• [ACTIVITY]:
Exactly as shown below, retype every line of the data.

---------- DATA PROVIDED ----------

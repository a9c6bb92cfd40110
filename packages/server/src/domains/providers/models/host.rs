use anyhow::Result;
use sqlx::PgPool;

use crate::common::ProviderId;

/// Host-facing view of a provider row: the columns that gate embedded search.
#[derive(Debug, Clone, PartialEq, sqlx::FromRow)]
pub struct HostProfile {
    pub id: ProviderId,
    pub name: String,
    pub is_active: bool,
    pub is_host: bool,
    pub host_embed_active: bool,
    pub host_monthly_token_budget: Option<i64>,
    pub host_tokens_used_this_month: i64,
    pub host_search_rate_limit_per_minute: Option<i32>,
}

impl HostProfile {
    /// Whether this provider may serve search traffic as a host.
    pub fn can_host_search(&self) -> bool {
        self.is_active && self.is_host && self.host_embed_active
    }

    /// A budget of zero or less is treated as unlimited.
    pub fn budget_exhausted(&self) -> bool {
        match self.host_monthly_token_budget {
            Some(budget) if budget > 0 => self.host_tokens_used_this_month >= budget,
            _ => false,
        }
    }

    /// Requests per minute allowed per caller IP, falling back to `default`.
    pub fn rate_limit_per_minute(&self, default: u32) -> u32 {
        self.host_search_rate_limit_per_minute
            .and_then(|limit| u32::try_from(limit).ok())
            .filter(|limit| *limit > 0)
            .unwrap_or(default)
    }

    pub async fn find_by_id(id: ProviderId, pool: &PgPool) -> Result<Option<Self>> {
        sqlx::query_as::<_, Self>(
            r#"
            SELECT id, name, is_active, is_host, host_embed_active,
                   host_monthly_token_budget, host_tokens_used_this_month,
                   host_search_rate_limit_per_minute
            FROM providers
            WHERE id = $1
            "#,
        )
        .bind(id)
        .fetch_optional(pool)
        .await
        .map_err(Into::into)
    }

    /// Lowercased, non-blank excluded search terms for a host.
    pub async fn excluded_terms(id: ProviderId, pool: &PgPool) -> Result<Vec<String>> {
        let terms = sqlx::query_scalar::<_, Option<Vec<String>>>(
            "SELECT host_excluded_search_terms FROM providers WHERE id = $1",
        )
        .bind(id)
        .fetch_optional(pool)
        .await?
        .flatten();

        Ok(terms
            .unwrap_or_default()
            .into_iter()
            .map(|term| term.trim().to_lowercase())
            .filter(|term| !term.is_empty())
            .collect())
    }

    /// Adds `tokens` to the host's monthly counter in one statement.
    pub async fn increment_token_usage(id: ProviderId, tokens: i64, pool: &PgPool) -> Result<()> {
        sqlx::query(
            r#"
            UPDATE providers
            SET host_tokens_used_this_month = host_tokens_used_this_month + $2,
                updated_at = NOW()
            WHERE id = $1
            "#,
        )
        .bind(id)
        .bind(tokens.max(0))
        .execute(pool)
        .await?;

        Ok(())
    }
}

----------

• [YOUR RESPONSE]:
repository a9c6bb92cfd40110
filename packages/server/src/domains/providers/models/host.rs
use anyhow::Result;
use sqlx::PgPool;

use crate::common::ProviderId;

/// Host-facing view of a provider row: the columns that gate embedded search.
#[derive(Debug, Clone, PartialEq, sqlx::FromRow)]
pub struct HostProfile {
    pub id: ProviderId,
    pub name: String,
    pub is_active: bool,
    pub is_host: bool,
    pub host_embed_active: bool,
    pub host_monthly_token_budget: Option<i64>,
    pub host_tokens_used_this_month: i64,
    pub host_search_rate_limit_per_minute: Option<i32>,
}

impl HostProfile {
    /// Whether this provider may serve search traffic as a host.
    pub fn can_host_search(&self) -> bool {
        self.is_active && self.is_host && self.host_embed_active
    }

    /// A budget of zero or less is treated as unlimited.
    pub fn budget_exhausted(&self) -> bool {
        match self.host_monthly_token_budget {
            Some(budget) if budget > 0 => self.host_tokens_used_this_month >= budget,
            _ => false,
        }
    }

    /// Requests per minute allowed per caller IP, falling back to `default`.
    pub fn rate_limit_per_minute(&self, default: u32) -> u32 {
        self.host_search_rate_limit_per_minute
            .and_then(|limit| u32::try_from(limit).ok())
            .filter(|limit| *limit > 0)
            .unwrap_or(default)
    }

    pub async fn find_by_id(id: ProviderId, pool: &PgPool) -> Result<Option<Self>> {
        sqlx::query_as::<_, Self>(
            r#"
            SELECT id, name, is_active, is_host, host_embed_active,
                   host_monthly_token_budget, host_tokens_used_this_month,
                   host_search_rate_limit_per_minute
            FROM providers
            WHERE id = $1
            "#,
        )
        .bind(id)
        .fetch_optional(pool)
        .await
        .map_err(Into::into)
    }

    /// Lowercased, non-blank excluded search terms for a host.
    pub async fn excluded_terms(id: ProviderId, pool: &PgPool) -> Result<Vec<String>> {
        let terms = sqlx::query_scalar::<_, Option<Vec<String>>>(
            "SELECT host_excluded_search_terms FROM providers WHERE id = $1",
        )
        .bind(id)
        .fetch_optional(pool)
        .await?
        .flatten();

        Ok(terms
            .unwrap_or_default()
            .into_iter()
            .map(|term| term.trim().to_lowercase())
            .filter(|term| !term.is_empty())
            .collect())
    }

    /// Adds `tokens` to the host's monthly counter in one statement.
    pub async fn increment_token_usage(id: ProviderId, tokens: i64, pool: &PgPool) -> Result<()> {
        sqlx::query(
            r#"
            UPDATE providers
            SET host_tokens_used_this_month = host_tokens_used_this_month + $2,
                updated_at = NOW()
            WHERE id = $1
            "#,
        )
        .bind(id)
        .bind(tokens.max(0))
        .execute(pool)
        .await?;

        Ok(())
    }
}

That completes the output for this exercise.